The problem → All records after this line are to be returned verbatim.

Stored data:
*** Begin section ***
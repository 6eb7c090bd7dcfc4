pub mod response;
pub mod validated_json;

pub use response::{domain_error_response, ApiResponse};
pub use validated_json::ValidatedJson;
//! Health check handler

use std::sync::Arc;
use std::time::Instant;

use axum::{extract::State, http::StatusCode, Json};
use sea_orm::{ConnectionTrait, DatabaseConnection, Statement};
use serde::Serialize;
use utoipa::ToSchema;

/// Health check state
#[derive(Clone)]
pub struct HealthState {
    pub db: DatabaseConnection,
    pub started_at: Arc<Instant>,
}

/// Service health response
#[derive(Debug, Serialize, ToSchema)]
pub struct HealthResponse {
    pub status: String,
    pub version: String,
    pub uptime_seconds: u64,
    pub database: ComponentHealth,
}

/// Component health status
#[derive(Debug, Serialize, ToSchema)]
pub struct ComponentHealth {
    pub status: String,
    pub latency_ms: Option<u64>,
}

#[utoipa::path(
    get,
    path = "/api/v1/health",
    tag = "Health",
    responses(
        (status = 200, description = "Service is healthy", body = HealthResponse),
        (status = 503, description = "Service is degraded", body = HealthResponse)
    )
)]
pub async fn health_check(
    State(state): State<HealthState>,
) -> (StatusCode, Json<HealthResponse>) {
    let uptime = state.started_at.elapsed().as_secs();

    // Ping the database
    let db_start = Instant::now();
    let db_health = match state
        .db
        .execute(Statement::from_string(
            state.db.get_database_backend(),
            "SELECT 1".to_string(),
        ))
        .await
    {
        Ok(_) => ComponentHealth {
            status: "ok".to_string(),
            latency_ms: Some(db_start.elapsed().as_millis() as u64),
        },
        Err(_) => ComponentHealth {
            status: "error".to_string(),
            latency_ms: None,
        },
    };

    let overall_status = if db_health.status == "ok" {
        "ok"
    } else {
        "degraded"
    };

    let http_status = if overall_status == "ok" {
        StatusCode::OK
    } else {
        StatusCode::SERVICE_UNAVAILABLE
    };

    (
        http_status,
        Json(HealthResponse {
            status: overall_status.to_string(),
            version: env!("CARGO_PKG_VERSION").to_string(),
            uptime_seconds: uptime,
            database: db_health,
        }),
    )
}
*** End section ***
Result of the task →
repository 6eb7c090bd7dcfc4
pub mod response;
pub mod validated_json;

pub use response::{domain_error_response, ApiResponse};
pub use validated_json::ValidatedJson;
//! Health check handler

use std::sync::Arc;
use std::time::Instant;

use axum::{extract::State, http::StatusCode, Json};
use sea_orm::{ConnectionTrait, DatabaseConnection, Statement};
use serde::Serialize;
use utoipa::ToSchema;

/// Health check state
#[derive(Clone)]
pub struct HealthState {
    pub db: DatabaseConnection,
    pub started_at: Arc<Instant>,
}

/// Service health response
#[derive(Debug, Serialize, ToSchema)]
pub struct HealthResponse {
    pub status: String,
    pub version: String,
    pub uptime_seconds: u64,
    pub database: ComponentHealth,
}

/// Component health status
#[derive(Debug, Serialize, ToSchema)]
pub struct ComponentHealth {
    pub status: String,
    pub latency_ms: Option<u64>,
}

#[utoipa::path(
    get,
    path = "/api/v1/health",
    tag = "Health",
    responses(
        (status = 200, description = "Service is healthy", body = HealthResponse),
        (status = 503, description = "Service is degraded", body = HealthResponse)
    )
)]
pub async fn health_check(
    State(state): State<HealthState>,
) -> (StatusCode, Json<HealthResponse>) {
    let uptime = state.started_at.elapsed().as_secs();

    // Ping the database
    let db_start = Instant::now();
    let db_health = match state
        .db
        .execute(Statement::from_string(
            state.db.get_database_backend(),
            "SELECT 1".to_string(),
        ))
        .await
    {
        Ok(_) => ComponentHealth {
            status: "ok".to_string(),
            latency_ms: Some(db_start.elapsed().as_millis() as u64),
        },
        Err(_) => ComponentHealth {
            status: "error".to_string(),
            latency_ms: None,
        },
    };

    let overall_status = if db_health.status == "ok" {
        "ok"
    } else {
        "degraded"
    };

    let http_status = if overall_status == "ok" {
        StatusCode::OK
    } else {
        StatusCode::SERVICE_UNAVAILABLE
    };

    (
        http_status,
        Json(HealthResponse {
            status: overall_status.to_string(),
            version: env!("CARGO_PKG_VERSION").to_string(),
            uptime_seconds: uptime,
            database: db_health,
        }),
    )
}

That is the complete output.